Data:

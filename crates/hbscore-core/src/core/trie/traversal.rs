use super::rotamer_trie::{RotamerTrie, TrieAtom, TrieNode};

/// Decides whether the interaction between two atoms is counted.
pub trait CountPairFunction<C> {
    fn count(&self, first: &C, second: &C) -> bool;
}

/// Energy between two trie atoms, with the distance beyond which it vanishes.
pub trait TrieEvaluator<A> {
    fn cutoff(&self) -> f64;

    /// Energy of `first` (from the first trie) against `second`.
    fn pair_energy(&self, first: &A, second: &A) -> f64;
}

/// Fills `row[j]` with the energy of `atom` against every atom on the path from
/// the root of `trie` down to node `j`.
fn path_energies<A, C, P, E>(
    atom: &TrieNode<A, C>,
    trie: &RotamerTrie<A, C>,
    count_pair: &P,
    evaluator: &E,
    row: &mut [f64],
    depth_sums: &mut [f64],
) where
    A: TrieAtom,
    C: Clone + PartialEq,
    P: CountPairFunction<C>,
    E: TrieEvaluator<A>,
{
    let cutoff = evaluator.cutoff();
    let nodes = trie.nodes();
    let mut j = 0;
    while j < nodes.len() {
        let node = &nodes[j];
        let parent = if node.depth == 0 {
            0.0
        } else {
            depth_sums[node.depth - 1]
        };
        let reach = cutoff + node.subtree_radius;
        if nalgebra::distance_squared(atom.atom.position(), node.atom.position()) > reach * reach {
            // Nothing in this subtree is in range of `atom`.
            row[j..node.subtree_end].fill(parent);
            j = node.subtree_end;
            continue;
        }
        let energy = if count_pair.count(&atom.count_pair, &node.count_pair) {
            evaluator.pair_energy(&atom.atom, &node.atom)
        } else {
            0.0
        };
        row[j] = parent + energy;
        depth_sums[node.depth] = row[j];
        j += 1;
    }
}

/// Energies of every rotamer of `first` against every rotamer of `second`.
///
/// Returns `table[r1][r2]`, the sum over all atom pairs of the two rotamers.
/// Energies of shared prefixes are computed once and propagated down both
/// tries.
pub fn trie_vs_trie<A, C, P, E>(
    first: &RotamerTrie<A, C>,
    second: &RotamerTrie<A, C>,
    count_pair: &P,
    evaluator: &E,
) -> Vec<Vec<f64>>
where
    A: TrieAtom,
    C: Clone + PartialEq,
    P: CountPairFunction<C>,
    E: TrieEvaluator<A>,
{
    let n2 = second.nodes().len();
    let mut table = vec![vec![0.0; second.num_rotamers()]; first.num_rotamers()];
    let second_terminals: Vec<usize> = second
        .nodes()
        .iter()
        .enumerate()
        .filter(|(_, n)| !n.terminal_rotamers.is_empty())
        .map(|(j, _)| j)
        .collect();

    // sums[d][j]: energy of the first-trie path down to depth d against the
    // second-trie path down to node j.
    let mut sums = vec![vec![0.0; n2]; first.max_depth()];
    let mut row = vec![0.0; n2];
    let mut depth_sums = vec![0.0; second.max_depth()];

    for node in first.nodes() {
        path_energies(node, second, count_pair, evaluator, &mut row, &mut depth_sums);
        let d = node.depth;
        if d == 0 {
            sums[0].copy_from_slice(&row);
        } else {
            let (above, below) = sums.split_at_mut(d);
            for ((out, parent), r) in below[0].iter_mut().zip(&above[d - 1]).zip(&row) {
                *out = parent + r;
            }
        }

        for &r1 in &node.terminal_rotamers {
            for &j in &second_terminals {
                for &r2 in &second.nodes()[j].terminal_rotamers {
                    table[r1][r2] = sums[d][j];
                }
            }
        }
    }
    table
}

/// Energies of every rotamer of `first` against the single rotamer of `path`.
pub fn trie_vs_path<A, C, P, E>(
    first: &RotamerTrie<A, C>,
    path: &RotamerTrie<A, C>,
    count_pair: &P,
    evaluator: &E,
) -> Vec<f64>
where
    A: TrieAtom,
    C: Clone + PartialEq,
    P: CountPairFunction<C>,
    E: TrieEvaluator<A>,
{
    debug_assert_eq!(path.num_rotamers(), 1);
    let mut energies = vec![0.0; first.num_rotamers()];
    let Some(path_end) = path
        .nodes()
        .iter()
        .position(|n| !n.terminal_rotamers.is_empty())
    else {
        return energies;
    };

    let mut row = vec![0.0; path.nodes().len()];
    let mut depth_sums = vec![0.0; path.max_depth()];
    let mut sums = vec![0.0; first.max_depth()];

    for node in first.nodes() {
        path_energies(node, path, count_pair, evaluator, &mut row, &mut depth_sums);
        let d = node.depth;
        let parent = if d == 0 { 0.0 } else { sums[d - 1] };
        sums[d] = parent + row[path_end];
        for &r1 in &node.terminal_rotamers {
            energies[r1] = sums[d];
        }
    }
    energies
}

About this exercise: Among the lines above, return those that contain the string "between".

Written answer:
/// Decides whether the interaction between two atoms is counted.
/// Energy between two trie atoms, with the distance beyond which it vanishes.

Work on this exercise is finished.